DAVID W. WILLIAMS, District Judge.

Following the February 9, 1971 earthquake, President Nixon declared Los Angeles County a disaster area for purposes of making low interest loans available under the Disaster Relief Act to persons whose property had suffered damage. This relief program was administered by the Small Business Administration (SBA). A damage survey of the disaster area was prepared by the Office of Emergency Preparedness and it was estimated that total damage would approximate 240 to 250 million dollars. Accordingly a loan pool of 242 million dollars was set up for use by the SBA in making loans to those whose applications that agency approved.

About March 1, 1971, the SBA began accepting applications for loans and it fixed February 29, 1972 as the deadline for the filing of such applications. During this one-year period approximately 83,000 applications were filed of which approximately 50,000 were received during the first nine months of the filing period.
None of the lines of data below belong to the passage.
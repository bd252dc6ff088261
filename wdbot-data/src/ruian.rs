//! Cadastral-area definition points from a RÚIAN exchange-format dump.
//!
//! The dump is a single XML document, usually shipped as a one-member zip
//! archive. Each cadastral area carries a code and a definition point in
//! S-JTSK; points are converted to WGS-84 as they are read.

use std::{
    collections::BTreeMap,
    fs::File,
    io::{self, Read},
};

use camino::{Utf8Path, Utf8PathBuf};
use chrono::NaiveDate;
use log::{debug, warn};
use roxmltree::{Document, Node};
use thiserror::Error;
use wdbot_core::{GeodeticPoint, convert_to_wgs84};
use zip::{ZipArchive, result::ZipError};

/// Namespace of the exchange-format envelope.
pub const VF_NAMESPACE: &str = "urn:cz:isvs:ruian:schemas:VymennyFormatTypy:v1";
/// Namespace of cadastral-area elements.
pub const KUI_NAMESPACE: &str = "urn:cz:isvs:ruian:schemas:KatUzIntTypy:v1";
/// GML namespace used for geometries.
pub const GML_NAMESPACE: &str = "http://www.opengis.net/gml/3.2";

/// Height, in metres, assumed for definition points.
pub const DEFAULT_HEIGHT: f64 = 200.0;

/// Errors raised while reading a RÚIAN dump.
#[derive(Debug, Error)]
#[non_exhaustive]
pub enum RuianError {
    /// The dump could not be opened.
    #[error("failed to open RÚIAN dump at {path}")]
    Open {
        /// Location of the dump.
        path: Utf8PathBuf,
        /// Underlying I/O error.
        #[source]
        source: io::Error,
    },
    /// The dump is not a readable zip archive.
    #[error("failed to read RÚIAN archive")]
    Archive {
        /// Underlying zip error.
        #[source]
        source: ZipError,
    },
    /// The archive did not hold exactly one member.
    #[error("RÚIAN archive holds {count} members, expected one")]
    UnexpectedMembers {
        /// Number of members found.
        count: usize,
    },
    /// Reading the XML text failed.
    #[error("failed to read RÚIAN XML")]
    Read {
        /// Underlying I/O error.
        #[source]
        source: io::Error,
    },
    /// The XML is not well formed.
    #[error("malformed RÚIAN XML")]
    Xml {
        /// Underlying parser error.
        #[source]
        source: roxmltree::Error,
    },
    /// The header date is not a calendar date.
    #[error("invalid header date {value}")]
    InvalidDate {
        /// Raw header date.
        value: String,
        /// Underlying parse error.
        #[source]
        source: chrono::ParseError,
    },
    /// The document holds no cadastral-area list.
    #[error("RÚIAN XML has no KatastralniUzemi list")]
    MissingAreas,
    /// A cadastral area lacks its code or definition point.
    #[error("cadastral area {code} has no {field}")]
    MissingField {
        /// Code of the area, or `?` when the code itself is missing.
        code: String,
        /// Name of the missing element.
        field: &'static str,
    },
    /// Two cadastral areas share a code.
    #[error("cadastral area {code} appears twice")]
    DuplicateCode {
        /// Duplicated code.
        code: String,
    },
    /// A definition point is not a pair of negative decimals.
    #[error("cadastral area {code} has invalid position {position:?}")]
    InvalidPosition {
        /// Code of the area.
        code: String,
        /// Raw `gml:pos` text.
        position: String,
    },
}

/// Converted definition points keyed by cadastral-area code.
#[derive(Debug, Clone, Default, PartialEq)]
pub struct CadastralPoints {
    /// Date from the dump header, when present.
    pub date: Option<NaiveDate>,
    /// WGS-84 definition point of each area.
    pub points: BTreeMap<String, GeodeticPoint>,
}

/// Read definition points from RÚIAN XML, converting each at `height` metres.
///
/// Areas whose point fails to convert are logged and skipped.
///
/// # Errors
/// - [`RuianError::Read`] or [`RuianError::Xml`] when the document cannot be
///   read or parsed.
/// - [`RuianError::InvalidDate`] when the header date is malformed.
/// - [`RuianError::MissingAreas`] when there is no cadastral-area list.
/// - [`RuianError::MissingField`], [`RuianError::DuplicateCode`] and
///   [`RuianError::InvalidPosition`] for malformed areas.
///
/// # Examples
/// ```
/// use wdbot_data::{DEFAULT_HEIGHT, read_cadastral_points};
///
/// # fn main() -> Result<(), wdbot_data::RuianError> {
/// let xml = r#"<vf:VymennyFormat
///     xmlns:vf="urn:cz:isvs:ruian:schemas:VymennyFormatTypy:v1"
///     xmlns:kui="urn:cz:isvs:ruian:schemas:KatUzIntTypy:v1"
///     xmlns:gml="http://www.opengis.net/gml/3.2">
///   <vf:Hlavicka><vf:Datum>2023-10-31T00:00:00</vf:Datum></vf:Hlavicka>
///   <vf:Data><vf:KatastralniUzemi>
///     <vf:KatastralniUzemi>
///       <kui:Kod>727181</kui:Kod>
///       <kui:Geometrie><kui:DefinicniBod><gml:MultiPoint><gml:pointMembers>
///         <gml:Point><gml:pos>-743000.00 -1043000.00</gml:pos></gml:Point>
///       </gml:pointMembers></gml:MultiPoint></kui:DefinicniBod></kui:Geometrie>
///     </vf:KatastralniUzemi>
///   </vf:KatastralniUzemi></vf:Data>
/// </vf:VymennyFormat>"#;
/// let parsed = read_cadastral_points(xml.as_bytes(), DEFAULT_HEIGHT)?;
/// assert_eq!(parsed.points.len(), 1);
/// # Ok(())
/// # }
/// ```
pub fn read_cadastral_points(
    mut reader: impl Read,
    height: f64,
) -> Result<CadastralPoints, RuianError> {
    let mut text = String::new();
    reader
        .read_to_string(&mut text)
        .map_err(|source| RuianError::Read { source })?;
    let document = Document::parse(&text).map_err(|source| RuianError::Xml { source })?;
    let root = document.root_element();

    let date = child(root, VF_NAMESPACE, "Hlavicka")
        .and_then(|header| child(header, VF_NAMESPACE, "Datum"))
        .and_then(|datum| datum.text())
        .map(parse_date)
        .transpose()?;

    // The first `vf:KatastralniUzemi` is the list; its children are the areas.
    let list = root
        .descendants()
        .find(|node| is_element(*node, VF_NAMESPACE, "KatastralniUzemi"))
        .ok_or(RuianError::MissingAreas)?;
    let mut points = BTreeMap::new();
    let areas = list
        .children()
        .filter(|node| is_element(*node, VF_NAMESPACE, "KatastralniUzemi"));
    for area in areas {
        let parsed = parse_area(area)?;
        if points.contains_key(&parsed.code) {
            return Err(RuianError::DuplicateCode { code: parsed.code });
        }
        match convert_to_wgs84(parsed.y, parsed.x, height) {
            Ok(point) => {
                points.insert(parsed.code, point);
            }
            Err(err) => warn!("Skipped cadastral area {}: {err}", parsed.code),
        }
    }
    debug!("Converted {} cadastral definition points", points.len());
    Ok(CadastralPoints { date, points })
}

/// Open a zipped RÚIAN dump and read its definition points.
///
/// # Errors
/// - [`RuianError::Open`] when the file cannot be opened.
/// - [`RuianError::Archive`] or [`RuianError::UnexpectedMembers`] when it is
///   not a single-member zip archive.
/// - Otherwise see [`read_cadastral_points`].
pub fn open_cadastral_points(path: &Utf8Path, height: f64) -> Result<CadastralPoints, RuianError> {
    let file = File::open(path).map_err(|source| RuianError::Open {
        path: path.to_path_buf(),
        source,
    })?;
    let mut archive = ZipArchive::new(file).map_err(|source| RuianError::Archive { source })?;
    if archive.len() != 1 {
        return Err(RuianError::UnexpectedMembers {
            count: archive.len(),
        });
    }
    let member = archive
        .by_index(0)
        .map_err(|source| RuianError::Archive { source })?;
    read_cadastral_points(member, height)
}

struct ParsedArea {
    code: String,
    y: f64,
    x: f64,
}

fn parse_area(area: Node<'_, '_>) -> Result<ParsedArea, RuianError> {
    let code = child(area, KUI_NAMESPACE, "Kod")
        .and_then(|node| node.text())
        .map(str::trim)
        .ok_or_else(|| RuianError::MissingField {
            code: "?".to_owned(),
            field: "Kod",
        })?
        .to_owned();

    let mut positions = child(area, KUI_NAMESPACE, "Geometrie")
        .and_then(|node| child(node, KUI_NAMESPACE, "DefinicniBod"))
        .and_then(|node| child(node, GML_NAMESPACE, "MultiPoint"))
        .and_then(|node| child(node, GML_NAMESPACE, "pointMembers"))
        .into_iter()
        .flat_map(|members| {
            members
                .children()
                .filter(|node| is_element(*node, GML_NAMESPACE, "Point"))
        })
        .filter_map(|point| child(point, GML_NAMESPACE, "pos"));
    let Some(position) = positions.next() else {
        return Err(RuianError::MissingField {
            code,
            field: "DefinicniBod",
        });
    };
    if positions.next().is_some() {
        warn!("Cadastral area {code} has several definition points; using the first");
    }

    let raw = position.text().unwrap_or_default();
    let Some((y, x)) = parse_position(raw) else {
        return Err(RuianError::InvalidPosition {
            code,
            position: raw.to_owned(),
        });
    };
    Ok(ParsedArea { code, y, x })
}

/// Parse `"<y> <x>"` where both values are negative decimals.
fn parse_position(raw: &str) -> Option<(f64, f64)> {
    let mut parts = raw.split_whitespace();
    let (Some(y), Some(x), None) = (parts.next(), parts.next(), parts.next()) else {
        return None;
    };
    let negative = |value: &str| {
        value
            .starts_with('-')
            .then(|| value.parse::<f64>().ok())
            .flatten()
            .filter(|parsed| parsed.is_finite() && *parsed < 0.0)
    };
    Some((negative(y)?, negative(x)?))
}

fn parse_date(raw: &str) -> Result<NaiveDate, RuianError> {
    let trimmed = raw.trim();
    NaiveDate::parse_and_remainder(trimmed, "%Y-%m-%d")
        .map(|(date, _)| date)
        .map_err(|source| RuianError::InvalidDate {
            value: trimmed.to_owned(),
            source,
        })
}

fn is_element(node: Node<'_, '_>, namespace: &str, name: &str) -> bool {
    node.is_element()
        && node.tag_name().name() == name
        && node.tag_name().namespace() == Some(namespace)
}

fn child<'a, 'input>(
    node: Node<'a, 'input>,
    namespace: &str,
    name: &str,
) -> Option<Node<'a, 'input>> {
    node.children()
        .find(|candidate| is_element(*candidate, namespace, name))
}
Plaintiffs bring this civil action for injunctive relief on behalf of a putative class of some 30,000 people who applied for disaster relief loans during the last three months of the filing period and whose applications were rejected.1 Plaintiffs seek to enjoin the SBA from requiring those who filed applications during the last three months of the one-year period from having to accompany the application with a structural engineer’s report to be prepared at the estimated cost of $150.2 Such a report was not required of those who filed their applications during the first nine months.3 Indeed, it is alleged that the SBA never communicated to plaintiffs or members of their class the fact that a structural engineer’s report would be required; rather, plaintiffs and others had to call and insist on knowing the reasons why their applications were rejected before they were informed of the new requirement. Also, it appears that those who filed during the last three months were subjected to a financial screening in order to determine their ability to repay the loan whereas earlier applicants were not required to show ability to repay. Plaintiffs contend that to require a structural engineer’s report of those who filed during the last three months and to require a strong showing of ability to *6repay is vexatious and invidious in that, (1) it is arbitrary, unreasonable and unnecessary to a determination of real property damage that is earthquake connected, (2) it unnecessarily imposes a heavy financial burden on poorer applicants, and (3) it unreasonably discriminates against those who applied for disaster relief in the last three months of the filing period and in favor of those who applied during the first nine months.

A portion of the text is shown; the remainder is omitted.